Module 7 — Bash Scripting for Bioinformatics

Module Overview

Every time you have sat at the terminal and typed the same FastQC command for each sample, one after another, you have been doing work a script could do for you. A Bash script is nothing more than a list of commands saved in a file — but that simple idea unlocks something powerful: the ability to run the same analysis on ten, a hundred, or a thousand samples with a single command.

This module introduces Bash scripting from the ground up. No prior scripting experience is assumed. By the end, you will have written a real script that processes sequencing files from the Training folder — the same kind of script you will use every day as a bioinformatician.

Why This Module Exists

In Modules 1–6 you learned to navigate Linux, manage environments, run quality control, assemble genomes, and think computationally about problems. Every tool you have used — FastQC, Minimap2, Flye — was controlled from the command line, one command at a time.

The next step is automation: writing down your workflow so you do not have to type it again. Bash scripting is how bioinformaticians do this. It is not programming in the traditional sense — you are simply saving the commands you already know into a file and letting Bash run them for you.

Learning Objectives

By the end of this module, you will be able to:

Explain what a Bash script is and why the shebang line is essential
Create, make executable, and run a Bash script
Use variables to store file paths and sample names
Use basename to extract clean filenames and sample names from full paths
Write a simple for loop to repeat a command across multiple files
Use > and >> to save output to a log file
Use tee to print output to the terminal and save it simultaneously
Use exec > >(tee logfile) 2>&1 to capture all output — including errors — with a single line at the top of a script
Build a complete script that automates a real bioinformatics task

Lessons

Lesson	Title	Focus
1	What Is a Bash Script and Why Use One?	The problem of repetition; what a script is; what you will build
2	Your First Script — The Shebang Line	Creating a script; the shebang; `chmod +x`; running with `./`
3	Variables and `basename`	Storing paths and names; extracting clean filenames
4	Simple For Loops	Repeating commands over a list of files
5	Saving Output to a Log File	`>` and `>>` redirection; `tee`; `exec > >(tee log) 2>&1` for full capture
6	Putting It All Together	A complete script using all concepts on real Training data

Supporting Materials

File	Purpose
`Exercises.md`	Hands-on exercises with graduated difficulty
`Solutions.md`	Complete worked solutions

Prerequisites

Before starting this module, you should be comfortable with:

Basic Linux navigation (cd, ls, pwd) from Module 1
Running tools from the command line (e.g., fastqc, conda activate)
The concept of file paths (absolute and relative)

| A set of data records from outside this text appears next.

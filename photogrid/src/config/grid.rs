//! Grid model configuration.

use super::defaults::{DEFAULT_COLUMNS, DEFAULT_RELOAD_COUNT, DEFAULT_ROWS, DEFAULT_SOURCE_URL};

/// Configuration for a [`PhotoGrid`](crate::grid::PhotoGrid).
///
/// # Example
///
/// ```
/// use photogrid::config::GridConfig;
///
/// let config = GridConfig::default();
/// assert_eq!(config.reload_count(), 140);
/// assert_eq!(config.items_per_page(), 70);
/// ```
#[derive(Debug, Clone, PartialEq, Eq)]
pub struct GridConfig {
    /// URL every new photo record is fetched from
    source_url: String,
    /// Number of records created by a full reload
    reload_count: usize,
    /// Cells per row
    columns: u32,
    /// Rows per page
    rows: u32,
}

impl GridConfig {
    pub fn new() -> Self {
        Self::default()
    }

    pub fn with_source_url(mut self, url: impl Into<String>) -> Self {
        self.source_url = url.into();
        self
    }

    pub fn with_reload_count(mut self, count: usize) -> Self {
        self.reload_count = count;
        self
    }

    /// Set the page shape. Zero dimensions are raised to one.
    pub fn with_page(mut self, columns: u32, rows: u32) -> Self {
        self.columns = columns.max(1);
        self.rows = rows.max(1);
        self
    }

    pub fn source_url(&self) -> &str {
        &self.source_url
    }

    pub fn reload_count(&self) -> usize {
        self.reload_count
    }

    pub fn columns(&self) -> u32 {
        self.columns
    }

    pub fn rows(&self) -> u32 {
        self.rows
    }

    /// Number of cells on one page.
    pub fn items_per_page(&self) -> usize {
        (self.columns * self.rows) as usize
    }
}

impl Default for GridConfig {
    fn default() -> Self {
        Self {
            source_url: DEFAULT_SOURCE_URL.to_string(),
            reload_count: DEFAULT_RELOAD_COUNT,
            columns: DEFAULT_COLUMNS,
            rows: DEFAULT_ROWS,
        }
    }
}
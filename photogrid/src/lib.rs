//! photogrid - keyed, cancellable image fetching for paged photo grids
//!
//! The core is [`queue::KeyedFetchQueue`]: it admits at most one fetch per
//! grid position, runs a bounded number of fetches at once, lets any fetch be
//! cancelled alone or all together, and reports each outcome through a
//! callback that may run on any worker thread.
//!
//! # High-Level API
//!
//! ```ignore
//! use photogrid::config::{FetchConfig, GridConfig};
//! use photogrid::fetch::AsyncReqwestClient;
//! use photogrid::grid::PhotoGrid;
//! use photogrid::queue::KeyedFetchQueue;
//!
//! let fetch = FetchConfig::default();
//! let queue = KeyedFetchQueue::new(AsyncReqwestClient::new(&fetch)?, &fetch);
//! let (mut grid, mut updates) = PhotoGrid::new(queue, GridConfig::default());
//! grid.reload_all();
//! ```

pub mod config;
pub mod fetch;
pub mod grid;
pub mod key;
pub mod logging;
pub mod queue;

pub use key::PositionKey;

/// Version of the photogrid library and CLI.
pub const VERSION: &str = env!("CARGO_PKG_VERSION");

No scripting experience is required.

Training Data

The scripts in this module use files from the Training/ folder:

Training/short_reads/paired/SRR1553607_1.fastq
Training/short_reads/paired/SRR1553607_2.fastq

These are the same Illumina paired-end reads used in earlier modules.

A Note on Simplicity

This module deliberately teaches a small, useful subset of Bash. There is much more to Bash scripting — conditional statements, functions, error handling — but these are not needed to write effective bioinformatics scripts at this stage, and adding them too early makes scripts harder to read and debug.

Learn these foundations well. Everything else builds on them.